Would you output the whole listing below, exactly as it reads?

- **Entries shown**
○ ○ ○ ○ ○ ○ ○

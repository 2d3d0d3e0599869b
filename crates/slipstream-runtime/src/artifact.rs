// This Source Code Form is subject to the terms of the Mozilla Public
// License, v. 2.0. If a copy of the MPL was not distributed with this
// file, You can obtain one at https://mozilla.org/MPL/2.0/.
//
// Copyright (c) 2025 Pegasus Heavy Industries, LLC

//! Artifact codec: compile source into a cache buffer and repair its header
//! for source-less loading.
//!
//! The engine records a digest of the compile-time source in the buffer
//! header and refuses to consume the buffer against anything else. Artifacts
//! are loaded long after the source is gone, so after compiling we overwrite
//! two header fields (the rejected flag and the source digest) through a
//! version-keyed layout table. A patched artifact validates against the
//! engine's fixed placeholder source while still executing the originally
//! compiled code.

use slipstream_engine::cache;
use slipstream_engine::Engine;

use crate::error::{Error, Result};

/// File extension for artifact files (without the dot).
pub const ARTIFACT_EXTENSION: &str = "jsb";

/// A binary bytecode artifact.
///
/// Opaque engine bytes apart from the header fields the codec patches.
/// Immutable once patched.
#[derive(Debug, Clone, PartialEq, Eq)]
pub struct Artifact {
    bytes: Vec<u8>,
}

impl Artifact {
    /// Wraps raw bytes read from disk or returned by an engine.
    pub fn from_bytes(bytes: Vec<u8>) -> Self {
        Self { bytes }
    }

    /// The raw artifact bytes.
    pub fn as_bytes(&self) -> &[u8] {
        &self.bytes
    }

    /// Consumes the artifact, returning its bytes.
    pub fn into_bytes(self) -> Vec<u8> {
        self.bytes
    }

    /// Size in bytes.
    pub fn len(&self) -> usize {
        self.bytes.len()
    }

    /// True when the engine declined to produce a cache (the
    /// `CacheUnavailable` condition).
    pub fn is_empty(&self) -> bool {
        self.bytes.is_empty()
    }
}

/// Byte offsets of the patchable header fields, keyed by the cache format
/// version found in the artifact itself.
///
/// This is the single most fragile coupling to the engine: the offsets move
/// when the engine revs its cache format, so they live in a table that fails
/// loudly for unknown versions instead of guessing.
#[derive(Debug, Clone, Copy)]
pub struct HeaderLayout {
    /// Offset of the flags word
    pub flags_offset: usize,
    /// Offset of the source digest word
    pub digest_offset: usize,
}

impl HeaderLayout {
    /// Layout for cache format version 1.
    pub const V1: HeaderLayout = HeaderLayout {
        flags_offset: cache::FLAGS_OFFSET,
        digest_offset: cache::SOURCE_DIGEST_OFFSET,
    };

    /// Looks up the layout for a format version tag.
    pub fn for_version(version: u32) -> Option<HeaderLayout> {
        match version {
            1 => Some(Self::V1),
            _ => None,
        }
    }

    /// Reads the version tag out of an artifact and resolves its layout.
    pub fn for_artifact(artifact: &Artifact) -> Result<HeaderLayout> {
        let bytes = artifact.as_bytes();
        if bytes.len() < cache::HEADER_LEN {
            return Err(Error::CacheRejected("artifact too short for header".into()));
        }
        if bytes[0..4] != cache::CACHE_MAGIC {
            return Err(Error::CacheRejected("artifact has bad magic".into()));
        }
        let version = u32::from_le_bytes([bytes[4], bytes[5], bytes[6], bytes[7]]);
        Self::for_version(version).ok_or_else(|| {
            Error::CacheRejected(format!("unrecognized cache format version {}", version))
        })
    }
}

/// Options for the codec compile step.
#[derive(Debug, Clone, Copy)]
pub struct CodecOptions {
    /// Wrap the source in the CommonJS function wrapper before compiling,
    /// so top-level `require`, `module`, `exports`, `__filename` and
    /// `__dirname` resolve at run time.
    pub compile_as_module: bool,
}

impl Default for CodecOptions {
    fn default() -> Self {
        Self {
            compile_as_module: true,
        }
    }
}

/// Opening of the CommonJS module wrapper.
pub const MODULE_WRAPPER_OPEN: &str =
    "(function (exports, require, module, __filename, __dirname) {\n";

/// Closing of the CommonJS module wrapper.
pub const MODULE_WRAPPER_CLOSE: &str = "\n});";

/// Wraps source code in the CommonJS module wrapper.
pub fn wrap_module(source: &str) -> String {
    format!("{}{}{}", MODULE_WRAPPER_OPEN, source, MODULE_WRAPPER_CLOSE)
}

/// Compiles source text into an artifact.
///
/// Pure transform: no I/O, no header patching. Degenerate input yields an
/// empty artifact rather than an error; check [`Artifact::is_empty`].
pub fn compile(engine: &mut Engine, source: &str, options: &CodecOptions) -> Result<Artifact> {
    let text = if options.compile_as_module {
        wrap_module(source)
    } else {
        source.to_string()
    };
    let (_, bytes) = engine.compile_with_cache(&text).map_err(|err| match err {
        slipstream_engine::Error::SyntaxError(msg) => Error::Compile(msg),
        other => Error::Engine(other),
    })?;
    Ok(Artifact::from_bytes(bytes))
}

/// Repairs an artifact header so the engine accepts it without the original
/// source text.
///
/// Overwrites the rejected flag (forced clear) and the source digest (forced
/// to the placeholder's digest). Idempotent: patching twice is byte-identical.
pub fn patch_header(artifact: &mut Artifact) -> Result<()> {
    if artifact.is_empty() {
        return Err(Error::CacheUnavailable);
    }
    let layout = HeaderLayout::for_artifact(artifact)?;
    let bytes = &mut artifact.bytes;

    let mut flags = u32::from_le_bytes([
        bytes[layout.flags_offset],
        bytes[layout.flags_offset + 1],
        bytes[layout.flags_offset + 2],
        bytes[layout.flags_offset + 3],
    ]);
    flags &= !cache::FLAG_REJECTED;
    bytes[layout.flags_offset..layout.flags_offset + 4].copy_from_slice(&flags.to_le_bytes());

    let digest = cache::source_digest(cache::PLACEHOLDER_SOURCE.len());
    bytes[layout.digest_offset..layout.digest_offset + 4].copy_from_slice(&digest.to_le_bytes());

    Ok(())
}

#[cfg(test)]
mod tests {
    use super::*;

    #[test]
    fn test_compile_produces_nonempty_artifact() {
        let mut engine = Engine::new();
        let artifact = compile(&mut engine, "43;", &CodecOptions::default()).unwrap();
        assert!(!artifact.is_empty());
    }

    #[test]
    fn test_degenerate_plain_script_is_empty() {
        let mut engine = Engine::new();
        let artifact = compile(
            &mut engine,
            "",
            &CodecOptions {
                compile_as_module: false,
            },
        )
        .unwrap();
        assert!(artifact.is_empty());
    }

    #[test]
    fn test_syntax_error_maps_to_compile_error() {
        let mut engine = Engine::new();
        let err = compile(&mut engine, "var = 1;", &CodecOptions::default()).unwrap_err();
        assert!(matches!(err, Error::Compile(_)));
    }

    #[test]
    fn test_patch_header_is_idempotent() {
        let mut engine = Engine::new();
        let mut artifact = compile(&mut engine, "1 + 2;", &CodecOptions::default()).unwrap();
        patch_header(&mut artifact).unwrap();
        let once = artifact.clone();
        patch_header(&mut artifact).unwrap();
        assert_eq!(artifact, once);
    }

    #[test]
    fn test_patch_rejects_unknown_version() {
        let mut artifact = Artifact::from_bytes({
            let mut bytes = vec![0u8; 32];
            bytes[0..4].copy_from_slice(b"JSBC");
            bytes[4..8].copy_from_slice(&99u32.to_le_bytes());
            bytes
        });
        let err = patch_header(&mut artifact).unwrap_err();
        assert!(matches!(err, Error::CacheRejected(_)));
    }

    #[test]
    fn test_patch_rejects_foreign_bytes() {
        let mut artifact = Artifact::from_bytes(b"definitely not an artifact".to_vec());
        assert!(matches!(
            patch_header(&mut artifact),
            Err(Error::CacheRejected(_))
        ));
    }

    #[test]
    fn test_layout_table_covers_current_engine_version() {
        assert!(HeaderLayout::for_version(cache::CACHE_FORMAT_VERSION).is_some());
        assert!(HeaderLayout::for_version(0).is_none());
    }
}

○ ○ ○ ○ ○ ○ ○

- **Response area**
repository 2d3d0d3e0599869b
filename crates/slipstream-runtime/src/artifact.rs
// This Source Code Form is subject to the terms of the Mozilla Public
// License, v. 2.0. If a copy of the MPL was not distributed with this
// file, You can obtain one at https://mozilla.org/MPL/2.0/.
//
// Copyright (c) 2025 Pegasus Heavy Industries, LLC

//! Artifact codec: compile source into a cache buffer and repair its header
//! for source-less loading.
//!
//! The engine records a digest of the compile-time source in the buffer
//! header and refuses to consume the buffer against anything else. Artifacts
//! are loaded long after the source is gone, so after compiling we overwrite
//! two header fields (the rejected flag and the source digest) through a
//! version-keyed layout table. A patched artifact validates against the
//! engine's fixed placeholder source while still executing the originally
//! compiled code.

use slipstream_engine::cache;
use slipstream_engine::Engine;

use crate::error::{Error, Result};

/// File extension for artifact files (without the dot).
pub const ARTIFACT_EXTENSION: &str = "jsb";

/// A binary bytecode artifact.
///
/// Opaque engine bytes apart from the header fields the codec patches.
/// Immutable once patched.
#[derive(Debug, Clone, PartialEq, Eq)]
pub struct Artifact {
    bytes: Vec<u8>,
}

impl Artifact {
    /// Wraps raw bytes read from disk or returned by an engine.
    pub fn from_bytes(bytes: Vec<u8>) -> Self {
        Self { bytes }
    }

    /// The raw artifact bytes.
    pub fn as_bytes(&self) -> &[u8] {
        &self.bytes
    }

    /// Consumes the artifact, returning its bytes.
    pub fn into_bytes(self) -> Vec<u8> {
        self.bytes
    }

    /// Size in bytes.
    pub fn len(&self) -> usize {
        self.bytes.len()
    }

    /// True when the engine declined to produce a cache (the
    /// `CacheUnavailable` condition).
    pub fn is_empty(&self) -> bool {
        self.bytes.is_empty()
    }
}

/// Byte offsets of the patchable header fields, keyed by the cache format
/// version found in the artifact itself.
///
/// This is the single most fragile coupling to the engine: the offsets move
/// when the engine revs its cache format, so they live in a table that fails
/// loudly for unknown versions instead of guessing.
#[derive(Debug, Clone, Copy)]
pub struct HeaderLayout {
    /// Offset of the flags word
    pub flags_offset: usize,
    /// Offset of the source digest word
    pub digest_offset: usize,
}

impl HeaderLayout {
    /// Layout for cache format version 1.
    pub const V1: HeaderLayout = HeaderLayout {
        flags_offset: cache::FLAGS_OFFSET,
        digest_offset: cache::SOURCE_DIGEST_OFFSET,
    };

    /// Looks up the layout for a format version tag.
    pub fn for_version(version: u32) -> Option<HeaderLayout> {
        match version {
            1 => Some(Self::V1),
            _ => None,
        }
    }

    /// Reads the version tag out of an artifact and resolves its layout.
    pub fn for_artifact(artifact: &Artifact) -> Result<HeaderLayout> {
        let bytes = artifact.as_bytes();
        if bytes.len() < cache::HEADER_LEN {
            return Err(Error::CacheRejected("artifact too short for header".into()));
        }
        if bytes[0..4] != cache::CACHE_MAGIC {
            return Err(Error::CacheRejected("artifact has bad magic".into()));
        }
        let version = u32::from_le_bytes([bytes[4], bytes[5], bytes[6], bytes[7]]);
        Self::for_version(version).ok_or_else(|| {
            Error::CacheRejected(format!("unrecognized cache format version {}", version))
        })
    }
}

/// Options for the codec compile step.
#[derive(Debug, Clone, Copy)]
pub struct CodecOptions {
    /// Wrap the source in the CommonJS function wrapper before compiling,
    /// so top-level `require`, `module`, `exports`, `__filename` and
    /// `__dirname` resolve at run time.
    pub compile_as_module: bool,
}

impl Default for CodecOptions {
    fn default() -> Self {
        Self {
            compile_as_module: true,
        }
    }
}

/// Opening of the CommonJS module wrapper.
pub const MODULE_WRAPPER_OPEN: &str =
    "(function (exports, require, module, __filename, __dirname) {\n";

/// Closing of the CommonJS module wrapper.
pub const MODULE_WRAPPER_CLOSE: &str = "\n});";

/// Wraps source code in the CommonJS module wrapper.
pub fn wrap_module(source: &str) -> String {
    format!("{}{}{}", MODULE_WRAPPER_OPEN, source, MODULE_WRAPPER_CLOSE)
}

/// Compiles source text into an artifact.
///
/// Pure transform: no I/O, no header patching. Degenerate input yields an
/// empty artifact rather than an error; check [`Artifact::is_empty`].
pub fn compile(engine: &mut Engine, source: &str, options: &CodecOptions) -> Result<Artifact> {
    let text = if options.compile_as_module {
        wrap_module(source)
    } else {
        source.to_string()
    };
    let (_, bytes) = engine.compile_with_cache(&text).map_err(|err| match err {
        slipstream_engine::Error::SyntaxError(msg) => Error::Compile(msg),
        other => Error::Engine(other),
    })?;
    Ok(Artifact::from_bytes(bytes))
}

/// Repairs an artifact header so the engine accepts it without the original
/// source text.
///
/// Overwrites the rejected flag (forced clear) and the source digest (forced
/// to the placeholder's digest). Idempotent: patching twice is byte-identical.
pub fn patch_header(artifact: &mut Artifact) -> Result<()> {
    if artifact.is_empty() {
        return Err(Error::CacheUnavailable);
    }
    let layout = HeaderLayout::for_artifact(artifact)?;
    let bytes = &mut artifact.bytes;

    let mut flags = u32::from_le_bytes([
        bytes[layout.flags_offset],
        bytes[layout.flags_offset + 1],
        bytes[layout.flags_offset + 2],
        bytes[layout.flags_offset + 3],
    ]);
    flags &= !cache::FLAG_REJECTED;
    bytes[layout.flags_offset..layout.flags_offset + 4].copy_from_slice(&flags.to_le_bytes());

    let digest = cache::source_digest(cache::PLACEHOLDER_SOURCE.len());
    bytes[layout.digest_offset..layout.digest_offset + 4].copy_from_slice(&digest.to_le_bytes());

    Ok(())
}

#[cfg(test)]
mod tests {
    use super::*;

    #[test]
    fn test_compile_produces_nonempty_artifact() {
        let mut engine = Engine::new();
        let artifact = compile(&mut engine, "43;", &CodecOptions::default()).unwrap();
        assert!(!artifact.is_empty());
    }

    #[test]
    fn test_degenerate_plain_script_is_empty() {
        let mut engine = Engine::new();
        let artifact = compile(
            &mut engine,
            "",
            &CodecOptions {
                compile_as_module: false,
            },
        )
        .unwrap();
        assert!(artifact.is_empty());
    }

    #[test]
    fn test_syntax_error_maps_to_compile_error() {
        let mut engine = Engine::new();
        let err = compile(&mut engine, "var = 1;", &CodecOptions::default()).unwrap_err();
        assert!(matches!(err, Error::Compile(_)));
    }

    #[test]
    fn test_patch_header_is_idempotent() {
        let mut engine = Engine::new();
        let mut artifact = compile(&mut engine, "1 + 2;", &CodecOptions::default()).unwrap();
        patch_header(&mut artifact).unwrap();
        let once = artifact.clone();
        patch_header(&mut artifact).unwrap();
        assert_eq!(artifact, once);
    }

    #[test]
    fn test_patch_rejects_unknown_version() {
        let mut artifact = Artifact::from_bytes({
            let mut bytes = vec![0u8; 32];
            bytes[0..4].copy_from_slice(b"JSBC");
            bytes[4..8].copy_from_slice(&99u32.to_le_bytes());
            bytes
        });
        let err = patch_header(&mut artifact).unwrap_err();
        assert!(matches!(err, Error::CacheRejected(_)));
    }

    #[test]
    fn test_patch_rejects_foreign_bytes() {
        let mut artifact = Artifact::from_bytes(b"definitely not an artifact".to_vec());
        assert!(matches!(
            patch_header(&mut artifact),
            Err(Error::CacheRejected(_))
        ));
    }

    #[test]
    fn test_layout_table_covers_current_engine_version() {
        assert!(HeaderLayout::for_version(cache::CACHE_FORMAT_VERSION).is_some());
        assert!(HeaderLayout::for_version(0).is_none());
    }
}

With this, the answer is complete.